Das ist seine Strategie: Er geht es kontrolliert an, er überdenkt den nächsten Schritt. Herrmann agiert immer methodisch, mit einem Plan. Wie kann dann so etwas passieren?
Wie kam es zur Kollision? Warum haben die Warnsysteme versagt?
»I am gutted«, sagt er im Video auf Englisch, grenzenlos enttäuscht. Und entschuldigt sich bei seinen Anhängern, die das Rennen seit Tagen, ja Wochen atemlos verfolgen. Die am Racetracker der Vendée-Globe-Ausrichter hängen, die seine Videos und WhatsApp-Nachrichten verschlingen, jeden Tag sendet er. Er bittet um Verzeihung, dass er sie enttäuscht hat. Auf den Gedanken muss man erst einmal kommen in einer solchen Situation.
Warum er den Fischtrawler gerammt hat? »Ich verstehe es nicht«, sagt er. »Ich hatte alle Warnsysteme eingeschaltet.« Er hat Radar. Er hat ein AIS-Warnsystem, das Positionsmeldungen von anderen Schiffen empfängt, die ihm gefährlich werden könnten. Und er hat Oscar, ein spezielles, nach vorne gerichtetes Sonargerät, das ihn davor schützen soll, in Treibgut zu krachen wie etwa auf einen Container, der über Bord eines Schiffs gefallen ist und knapp unter der Wasseroberfläche treibt. »Ich habe alle Systeme immer wieder getestet, sie haben bei allen anderen Schiffen, die mir heute begegnet sind, funktioniert. Keine Ahnung, warum sie jetzt nicht angesprungen sind.«
Die ersten Konkurrenten machen schon in Les Sables d'Olonnes fest. Der Franzose Charlie Dalin ist als Erster über die Ziellinie gefahren. Nach 80 Tagen, 6 Stunden, 15 Minuten und 47 Sekunden. Als Gewinner darf er sich dennoch nicht fühlen. Zwei andere Skipper haben noch eine Zeitgutschrift aus der Rettungsaktion im Südlichen Ozean für den schiffbrüchigen Konkurrenten Kevin Escoffier. Der Franzose Yannick Bestaven auf der »Maître Coq IV« bringt eine Gutschrift von zehn Stunden und 15 Minuten mit – er wird zum Sieger erklärt. Auch Boris Herrmann wäre wegen seines Einsatzes für Escoffier noch weiter nach vorne gekommen.
Schade um die gute Platzierung, seufzt er, aber das ist jetzt alles Nebensache. »Das ist der schlimmste Albtraum, den ich jemals hatte.«
Laut Racetracker der Ausrichter von 7 Uhr fehlen ihm noch knapp 30 Seemeilen ins Ziel, seine Geschwindigkeit schwankt zwischen sieben und acht Knoten. Wenn nun nichts mehr passiert, könnte Boris Herrmann um 11 Uhr MEZ im Ziel sein.
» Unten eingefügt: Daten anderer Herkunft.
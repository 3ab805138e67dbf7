//! BuildHostProcessManager: one live build host per kind.
//!
//! Hosts live in the `hosts` map; removal is the state transition for a dead
//! host. Each entry has a monitor task that waits for the process to exit and
//! then removes the entry, so the next request for that kind relaunches.

use std::collections::HashMap;
use std::path::Path;
use std::sync::atomic::{AtomicBool, AtomicU64, Ordering};
use std::sync::{Arc, Weak};
use std::time::Duration;

use tokio::sync::{Mutex, oneshot};
use tokio::task::JoinHandle;
use tokio::time;

use projsys_types::{BuildHostKind, SolutionProjectEntry};

use crate::classify;
use crate::error::BuildHostError;
use crate::host::BuildHost;
use crate::launcher::{BuildHostLauncher, LaunchedHost};
use crate::types::FallbackPolicy;

struct HostEntry<H> {
    host: Arc<H>,
    /// Distinguishes this launch from a later relaunch of the same kind.
    generation: u64,
    monitor: JoinHandle<()>,
}

struct Inner<L: BuildHostLauncher> {
    launcher: L,
    hosts: Mutex<HashMap<BuildHostKind, HostEntry<L::Host>>>,
    next_generation: AtomicU64,
    fallback: FallbackPolicy,
    shutdown_timeout: Duration,
    shut_down: AtomicBool,
}

/// A host chosen for a project, and the kind it was chosen as.
pub struct SelectedHost<H> {
    pub host: Arc<H>,
    pub kind: BuildHostKind,
    /// The kind the project asked for; differs from `kind` after a fallback.
    pub preferred: BuildHostKind,
}

impl<H> SelectedHost<H> {
    #[must_use]
    pub fn fell_back(&self) -> bool {
        self.kind != self.preferred
    }
}

/// Owns the build host processes. Cheap to clone; clones share the pool.
pub struct BuildHostProcessManager<L: BuildHostLauncher> {
    inner: Arc<Inner<L>>,
}

impl<L: BuildHostLauncher> Clone for BuildHostProcessManager<L> {
    fn clone(&self) -> Self {
        Self {
            inner: Arc::clone(&self.inner),
        }
    }
}

impl<L: BuildHostLauncher> BuildHostProcessManager<L> {
    pub fn new(launcher: L, fallback: FallbackPolicy, shutdown_timeout: Duration) -> Self {
        Self {
            inner: Arc::new(Inner {
                launcher,
                hosts: Mutex::new(HashMap::new()),
                next_generation: AtomicU64::new(1),
                fallback,
                shutdown_timeout,
                shut_down: AtomicBool::new(false),
            }),
        }
    }

    #[must_use]
    pub fn launcher(&self) -> &L {
        &self.inner.launcher
    }

    /// The live host for `kind`, launching it if none is running.
    ///
    /// Launches happen under the map lock, so concurrent callers for the same
    /// kind share a single process.
    pub async fn get_build_host(&self, kind: BuildHostKind) -> Result<Arc<L::Host>, BuildHostError> {
        let mut hosts = self.inner.hosts.lock().await;
        if self.inner.shut_down.load(Ordering::SeqCst) {
            return Err(BuildHostError::ShutDown);
        }
        if let Some(entry) = hosts.get(&kind) {
            return Ok(Arc::clone(&entry.host));
        }

        let LaunchedHost { host, exited } = self.inner.launcher.launch(kind)?;
        let generation = self.inner.next_generation.fetch_add(1, Ordering::Relaxed);
        let monitor = tokio::spawn(watch_for_exit(
            Arc::downgrade(&self.inner),
            kind,
            generation,
            exited,
        ));
        hosts.insert(
            kind,
            HostEntry {
                host: Arc::clone(&host),
                generation,
                monitor,
            },
        );
        tracing::debug!(%kind, generation, "build host registered");
        Ok(host)
    }

    /// Get `preferred`, falling back to the configured alternative when
    /// `preferred` reports no usable toolchain for `project`.
    pub async fn get_build_host_with_fallback(
        &self,
        preferred: BuildHostKind,
        project: &Path,
    ) -> Result<SelectedHost<L::Host>, BuildHostError> {
        let host = self.get_build_host(preferred).await?;
        if host.has_usable_toolchain(project).await? {
            return Ok(SelectedHost {
                host,
                kind: preferred,
                preferred,
            });
        }

        let mut tried = vec![preferred];
        if let Some(fallback) = self.inner.fallback.fallback_for(preferred) {
            tracing::info!(
                project = %project.display(),
                %preferred,
                %fallback,
                "no usable toolchain; trying fallback build host"
            );
            let host = self.get_build_host(fallback).await?;
            if host.has_usable_toolchain(project).await? {
                return Ok(SelectedHost {
                    host,
                    kind: fallback,
                    preferred,
                });
            }
            tried.push(fallback);
        }

        Err(BuildHostError::NoUsableToolchain {
            project: project.to_path_buf(),
            tried,
        })
    }

    /// Classify `project` from its XML and pick a host for it.
    pub async fn get_build_host_for_project(
        &self,
        project: &Path,
    ) -> Result<SelectedHost<L::Host>, BuildHostError> {
        let preferred = classify::build_host_kind_for_project(project).await?;
        self.get_build_host_with_fallback(preferred, project).await
    }

    /// Enumerate the projects of a solution file.
    ///
    /// Solutions are always read by the netcore host, with the usual fallback.
    pub async fn get_projects_in_solution(
        &self,
        solution: &Path,
    ) -> Result<Vec<SolutionProjectEntry>, BuildHostError> {
        let selected = self
            .get_build_host_with_fallback(BuildHostKind::NetCore, solution)
            .await?;
        selected.host.get_projects_in_solution(solution).await
    }

    /// Kinds with a live host, in kind order.
    pub async fn running_kinds(&self) -> Vec<BuildHostKind> {
        let mut kinds: Vec<_> = self.inner.hosts.lock().await.keys().copied().collect();
        kinds.sort();
        kinds
    }

    pub async fn is_running(&self, kind: BuildHostKind) -> bool {
        self.inner.hosts.lock().await.contains_key(&kind)
    }

    /// Shut every host down and refuse further launches.
    ///
    /// Runs to completion even if the caller's future is dropped. Safe to call
    /// more than once.
    pub async fn shutdown(&self) {
        let inner = Arc::clone(&self.inner);
        let task = tokio::spawn(async move { inner.shutdown_all().await });
        if let Err(e) = task.await {
            tracing::warn!("build host shutdown task failed: {e}");
        }
    }
}

impl<L: BuildHostLauncher> Inner<L> {
    async fn shutdown_all(&self) {
        self.shut_down.store(true, Ordering::SeqCst);
        let entries: Vec<_> = self.hosts.lock().await.drain().collect();
        for (kind, entry) in entries {
            self.dispose(kind, entry).await;
        }
    }

    /// Best-effort shutdown RPC, then kill if the process lingers.
    async fn dispose(&self, kind: BuildHostKind, entry: HostEntry<L::Host>) {
        let HostEntry {
            host, mut monitor, ..
        } = entry;

        match time::timeout(self.shutdown_timeout, host.shutdown()).await {
            Ok(Ok(())) => tracing::debug!(%kind, "build host acknowledged shutdown"),
            Ok(Err(e)) => {
                tracing::debug!(%kind, "shutdown request failed, terminating: {e}");
                host.terminate();
            }
            Err(_) => {
                tracing::debug!(%kind, "shutdown request timed out, terminating");
                host.terminate();
            }
        }

        if time::timeout(self.shutdown_timeout, &mut monitor).await.is_err() {
            tracing::debug!(%kind, "build host didn't exit in time, killing");
            host.terminate();
            if time::timeout(self.shutdown_timeout, &mut monitor).await.is_err() {
                monitor.abort();
            }
        }
        tracing::info!(%kind, "build host shut down");
    }
}

async fn watch_for_exit<L: BuildHostLauncher>(
    inner: Weak<Inner<L>>,
    kind: BuildHostKind,
    generation: u64,
    exited: oneshot::Receiver<()>,
) {
    // A dropped sender means the process task is gone, which is an exit too.
    let _ = exited.await;
    let Some(inner) = inner.upgrade() else {
        return;
    };
    let removed = {
        let mut hosts = inner.hosts.lock().await;
        if hosts.get(&kind).is_some_and(|e| e.generation == generation) {
            hosts.remove(&kind)
        } else {
            None
        }
    };
    if let Some(entry) = removed {
        tracing::info!(%kind, "build host disconnected; the next request relaunches it");
        entry.host.terminate();
    }
}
Um 8.36 Uhr meldet er sich noch einmal per WhatsApp, wieder auf Englisch, alle sollen es lesen können: »Dear friends, thank you for your support in the high as well as the low moments. We get through this. Almost there. 2 hrs.« Ein Tiefpunkt, aber: Wir kommen da durch. Noch zwei Stunden.